The lines to copy are those with "GcCancellation" in them. Pull each one from the entries below.

□ □ □ □ □

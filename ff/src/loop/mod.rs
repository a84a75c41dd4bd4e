//! Fix-forward work loop
//!
//! - [`WorkLoopEngine`]: the per-session state machine
//! - [`LoopControl`]: pause, resume, cancel and instruction injection
//! - [`PromptBuilder`]: per-iteration prompt rendering

mod config;
mod control;
mod engine;
mod prompt;
mod state;

pub use config::{DEFAULT_COMPLETION_MARKER, LoopConfig};
pub use control::{Cancelled, LoopControl, SessionStatus};
pub use engine::{DEFAULT_BACKEND_TIMEOUT, WorkLoopEngine};
pub use prompt::{PromptBuilder, PromptContext};
pub use state::{IterationRecord, Phase, RunOutcome, RunStatus, WorkLoopState};
impl WorkLoopEngine {
    /// Create an engine; fails only when the prompt template is invalid
    pub fn new(
        session_id: impl Into<String>,
        task: impl Into<String>,
        workspace: impl Into<PathBuf>,
        config: LoopConfig,
        providers: Arc<ProviderManager>,
        verifier: Arc<dyn Verifier>,
    ) -> eyre::Result<Self> {
        let session_id = session_id.into();
        debug!(%session_id, max_iterations = config.max_iterations, "WorkLoopEngine::new: called");
        let prompts = PromptBuilder::new(config.prompt_template.as_deref())?;
        let control = Arc::new(LoopControl::new(config.max_iterations));
        Ok(Self {
            session_id,
            task: task.into(),
            workspace: workspace.into(),
            config,
            providers,
            verifier,
            control,
            checkpoints: None,
            prompts,
            backend_timeout: DEFAULT_BACKEND_TIMEOUT,
            resume_completed: false,
            diagnostics: None,
        })
    }

    /// Share control with a session controller
    pub fn with_control(mut self, control: Arc<LoopControl>) -> Self {
        self.control = control;
        self
    }

    pub fn with_checkpoints(mut self, checkpoints: Arc<dyn CheckpointSink>) -> Self {
        self.checkpoints = Some(checkpoints);
        self
    }

    pub fn with_backend_timeout(mut self, timeout: Duration) -> Self {
        self.backend_timeout = timeout;
        self
    }

    pub fn with_resume_completed(mut self, resume_completed: bool) -> Self {
        self.resume_completed = resume_completed;
        self
    }

    pub fn session_id(&self) -> &str {
        &self.session_id
    }

    pub fn control(&self) -> Arc<LoopControl> {
        Arc::clone(&self.control)
    }

    /// Run until done, failed, cancelled or out of iterations
    pub async fn run(&mut self) -> RunOutcome {
        info!(
            session_id = %self.session_id,
            max_iterations = self.config.max_iterations,
            workspace = %self.workspace.display(),
            "Starting work loop"
        );

        if let Some(outcome) = self.resume_from_checkpoint() {
            return outcome;
        }

        loop {
            if self.control.safe_point().await.is_err() {
                return self.finish(RunStatus::Cancelled, "Cancelled by caller".to_string(), None, None);
            }

            let Some(iteration) = self.control.update(|state| state.begin_iteration()) else {
                let message = format!("Gave up after {} iterations", self.config.max_iterations);
                warn!(session_id = %self.session_id, "{}", message);
                return self.finish(RunStatus::MaxIterations, message, None, None);
            };
            info!(
                session_id = %self.session_id,
                "Iteration {}/{}", iteration, self.config.max_iterations
            );

            match self.run_iteration(iteration).await {
                Step::Finished(outcome) => return outcome,
                Step::Continue => {}
            }

            if self.config.checkpoint_due(iteration) {
                self.checkpoint(CheckpointStatus::Running);
            }

            if self.config.iteration_delay_ms > 0 {
                let delay = Duration::from_millis(self.config.iteration_delay_ms);
                let cancel = self.control.cancel_token();
                tokio::select! {
                    _ = tokio::time::sleep(delay) => {}
                    _ = cancel.cancelled() => {}
                }
            }
        }
    }

    /// Pick up from the latest checkpoint
    ///
    /// Running and cancelled sessions continue from their iteration. A
    /// finished session returns its recorded outcome only when completed
    /// sessions are reused; otherwise it starts over.
    fn resume_from_checkpoint(&self) -> Option<RunOutcome> {
        let sink = self.checkpoints.as_ref()?;
        let latest = match sink.read_latest() {
            Ok(latest) => latest?,
            Err(e) => {
                warn!(session_id = %self.session_id, error = %e, "Failed to read checkpoint, starting fresh");
                return None;
            }
        };

        if let Some(status) = RunStatus::from_checkpoint(latest.status)
            && status != RunStatus::Cancelled
        {
            if !self.resume_completed {
                info!(session_id = %self.session_id, %status, "Previous run finished, starting over");
                return None;
            }
            info!(session_id = %self.session_id, %status, "Session already finished");
            let mut outcome = RunOutcome::new(
                status,
                latest.iteration,
                format!("Already finished with status {} at iteration {}", status, latest.iteration),
            );
            outcome.metrics = latest.metrics;
            self.control.set_phase(status.phase());
            return Some(outcome);
        }

        info!(session_id = %self.session_id, iteration = latest.iteration, "Resuming from checkpoint");
        self.control.update(|state| state.restore_iteration(latest.iteration));
        None
    }

    async fn run_iteration(&mut self, iteration: u32) -> Step {
        debug!(session_id = %self.session_id, iteration, "WorkLoopEngine::run_iteration: called");
        let started = Instant::now();

        // READY -> APPLY_PATCH
        let instructions = self.control.drain_instructions();
        let style = self
            .config
            .style_reminder_due(iteration)
            .then_some(self.config.style_guide.as_str());
        let context = PromptContext {
            task: &self.task,
            iteration,
            max_iterations: self.config.max_iterations,
            instructions: &instructions,
            diagnostics: self.diagnostics.as_deref(),
            style_reminder: style,
            completion_marker: &self.config.completion_marker,
        };
        let prompt = match self.prompts.render(&context) {
            Ok(prompt) => prompt,
            Err(e) => {
                error!(session_id = %self.session_id, error = %e, "Failed to build prompt");
                return Step::Finished(self.finish(RunStatus::Failed, format!("Failed to build prompt: {:#}", e), None, None));
            }
        };

        self.control.set_phase(Phase::ApplyPatch);
        // idle time is measured from the start of the call
        self.control.activity().touch();
        let mut options = InvokeOptions::new(&self.workspace, self.backend_timeout)
            .with_kill(self.control.kill_token())
            .with_activity(self.control.activity());
        if let Some(tier) = self.config.reasoning {
            options = options.with_reasoning(tier);
        }

        let patch = match self.providers.apply_patch(&prompt, &options).await {
            Ok(patch) => patch,
            Err(e) => return self.on_backend_error(iteration, started, e, instructions),
        };
        self.control.update(|state| state.provider = Some(patch.provider.clone()));

        // APPLY_PATCH -> TEST
        self.control.set_phase(Phase::Test);
        let report = self.verifier.verify(&self.workspace).await;
        self.record(iteration, started, &patch, &report);

        if report.all_passed() && patch.completed {
            self.control.set_phase(Phase::Done);
            self.diagnostics = None;
            let message = format!("Task complete after {} iteration(s)", iteration);
            info!(session_id = %self.session_id, iteration, "Task complete");
            return Step::Finished(self.finish(RunStatus::Done, message, None, Some(patch.output)));
        }

        if report.all_passed() {
            debug!(iteration, "WorkLoopEngine::run_iteration: checks pass, completion not signalled");
            self.diagnostics = None;
        } else {
            self.control.set_phase(Phase::Diagnose);
            let failing = report.failing_output();
            info!(session_id = %self.session_id, iteration, failing = ?report.failing_kinds(), "Verification failed");
            self.diagnostics = Some(redact_secrets(&failing));
        }
        self.control.set_phase(Phase::Ready);
        Step::Continue
    }

    fn on_backend_error(&mut self, iteration: u32, started: Instant, err: ManagerError, instructions: Vec<String>) -> Step {
        let message = err.to_string();
        self.control.update(|state| {
            state.records.push(IterationRecord {
                iteration,
                passed: false,
                duration_ms: started.elapsed().as_millis() as u64,
                failing_checks: Vec::new(),
                provider: None,
                error: Some(message.clone()),
            })
        });

        match err {
            ManagerError::Cancelled => {
                info!(session_id = %self.session_id, iteration, "Backend call cancelled");
                Step::Finished(self.finish(RunStatus::Cancelled, "Cancelled by caller".to_string(), None, None))
            }
            err if err.is_fatal() => {
                error!(session_id = %self.session_id, iteration, error = %err, "Backend failure is fatal");
                let kind = err.kind();
                Step::Finished(self.finish(RunStatus::Failed, message, kind, None))
            }
            err => {
                // retries were exhausted; the next iteration tries again
                warn!(session_id = %self.session_id, iteration, error = %err, "Backend call failed, moving on");
                self.control.requeue_instructions(instructions);
                self.diagnostics = Some(format!("The previous attempt failed before verification: {}", message));
                self.control.set_phase(Phase::Ready);
                Step::Continue
            }
        }
    }

    fn record(&self, iteration: u32, started: Instant, patch: &PatchResult, report: &VerificationReport) {
        let record = IterationRecord {
            iteration,
            passed: report.all_passed(),
            duration_ms: started.elapsed().as_millis() as u64,
            failing_checks: report.failing_kinds(),
            provider: Some(patch.provider.clone()),
            error: None,
        };
        debug!(?record, "WorkLoopEngine::record: called");
        self.control.update(|state| state.records.push(record));
    }

    fn checkpoint(&self, status: CheckpointStatus) {
        let Some(sink) = &self.checkpoints else {
            return;
        };
        let (phase, iteration, metrics) = self
            .control
            .update(|state| (state.phase, state.iteration, state.metrics()));
        let checkpoint = Checkpoint::new(&self.session_id, phase.as_str(), iteration, status).with_metrics(metrics);
        debug!(session_id = %self.session_id, iteration, %status, "WorkLoopEngine::checkpoint: writing");

        if let Err(e) = sink.write(&checkpoint).and_then(|_| sink.append_history(&checkpoint)) {
            error!(session_id = %self.session_id, error = %e, "Failed to write checkpoint");
        }
    }

    fn finish(
        &self,
        status: RunStatus,
        message: String,
        error_kind: Option<crate::error::ErrorKind>,
        final_output: Option<String>,
    ) -> RunOutcome {
        self.control.set_phase(status.phase());
        self.checkpoint(status.into());

        let (iterations, metrics) = self.control.update(|state| (state.iteration, state.metrics()));
        info!(session_id = %self.session_id, %status, iterations, "Work loop finished");
        RunOutcome {
            status,
            iterations,
            message: redact_secrets(&message),
            metrics,
            error_kind,
            final_output,
        }
    }
}
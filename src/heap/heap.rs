use crate::{object::ObjectRef, sync::suspendible_thread_set::SuspendibleThreadSet, traits::ObjectModel};

use super::shared_vars::SharedEnumFlag;

pub const GC_CANCELLABLE: u8 = 0;
pub const GC_CANCELLED: u8 = 1;
pub const GC_NOT_CANCELLED: u8 = 2;

/// Cancellation state of the running GC cycle.
///
/// `GC_NOT_CANCELLED` is a transient state held by a worker while it yields to a pending
/// synchronization, so that a concurrent `try_cancel_gc` spins instead of cancelling a
/// half-suspended cycle.
pub struct GcCancellation {
    cancelled_gc: SharedEnumFlag,
    sts: SuspendibleThreadSet,
}

impl GcCancellation {
    pub const fn new() -> Self {
        Self {
            cancelled_gc: SharedEnumFlag::new(GC_CANCELLABLE),
            sts: SuspendibleThreadSet::new(),
        }
    }

    pub fn suspendible_thread_set(&self) -> &SuspendibleThreadSet {
        &self.sts
    }

    /// Returns true if this call moved the state to cancelled.
    pub fn try_cancel_gc(&self) -> bool {
        loop {
            let prev = self.cancelled_gc.cmpxchg(GC_CANCELLABLE, GC_CANCELLED);
            if prev == GC_CANCELLABLE {
                return true;
            } else if prev == GC_CANCELLED {
                return false;
            }

            // A worker is yielding right now, wait for it to restore the state.
            std::hint::spin_loop();
            std::thread::yield_now();
        }
    }

    pub fn cancel_gc(&self) {
        if self.try_cancel_gc() {
            log::debug!(target: "gc", "Cancelling GC");
        }
    }

    pub fn cancelled_gc(&self) -> bool {
        self.cancelled_gc.get() == GC_CANCELLED
    }

    /// Checks for cancellation and, when `sts_active`, yields to a pending synchronization of
    /// the suspendible thread set.
    pub fn check_cancelled_gc_and_yield(&self, sts_active: bool) -> bool {
        if !sts_active {
            return self.cancelled_gc();
        }

        let prev = self.cancelled_gc.cmpxchg(GC_CANCELLABLE, GC_NOT_CANCELLED);

        if prev == GC_CANCELLABLE || prev == GC_NOT_CANCELLED {
            if self.sts.should_yield() {
                self.sts.yield_now();
            }

            if prev == GC_CANCELLABLE {
                self.cancelled_gc.set(GC_CANCELLABLE);
            }
            return false;
        }
        true
    }

    pub fn clear_cancelled_gc(&self) {
        self.cancelled_gc.set(GC_CANCELLABLE);
    }
}

impl Default for GcCancellation {
    fn default() -> Self {
        Self::new()
    }
}

/// The heap as seen by the marker.
pub trait MarkHeap: ObjectModel {
    fn is_in(&self, obj: ObjectRef) -> bool;

    fn num_regions(&self) -> usize;

    fn region_index(&self, obj: ObjectRef) -> usize;

    /// Number of workers taking part in the current phase.
    fn active_workers(&self) -> usize;

    fn unload_classes(&self) -> bool;

    fn has_forwarded_objects(&self) -> bool;

    /// Returns the new location of `obj`, or `obj` itself when it has not moved.
    fn resolve_forwarded(&self, obj: ObjectRef) -> ObjectRef;

    fn cancellation(&self) -> &GcCancellation;

    fn cancelled_gc(&self) -> bool {
        self.cancellation().cancelled_gc()
    }

    fn check_cancelled_gc_and_yield(&self, sts_active: bool) -> bool {
        self.cancellation().check_cancelled_gc_and_yield(sts_active)
    }
}
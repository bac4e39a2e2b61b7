pub struct WorkerPolicy;

impl WorkerPolicy {
    fn nof_parallel_worker_threads(num: usize, den: usize, switch_pt: usize, ncpus: usize) -> usize {
        // For very large machines, there are diminishing returns for large numbers of worker
        // threads. Use a fraction of the workers for every processor after the first 8. For
        // example, on a 72 cpu machine and a chosen fraction of 5/8 use
        // 8 + (72 - 8) * (5/8) == 48 worker threads.
        #[allow(unused_mut)]
        let mut threads = if ncpus <= switch_pt {
            ncpus
        } else {
            switch_pt + ((ncpus - switch_pt) * num) / den
        };

        #[cfg(target_pointer_width = "32")]
        {
            // Address space is scarce on 32-bit targets, don't spend it on thread stacks.
            threads = threads.min(2 * switch_pt);
        }

        threads.max(1)
    }

    /// Number of parallel GC threads for a machine with `ncpus` processors.
    pub fn calc_parallel_worker_threads(ncpus: usize) -> usize {
        Self::nof_parallel_worker_threads(5, 8, 8, ncpus)
    }

    /// Returns `requested` when it is non-zero, otherwise the default for this machine.
    pub fn parallel_worker_threads(requested: usize) -> usize {
        if requested != 0 {
            requested
        } else {
            Self::calc_parallel_worker_threads(num_cpus::get())
        }
    }
}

□ □ □ □ □

● Task solution
pub struct GcCancellation {
impl GcCancellation {
impl Default for GcCancellation {
    fn cancellation(&self) -> &GcCancellation;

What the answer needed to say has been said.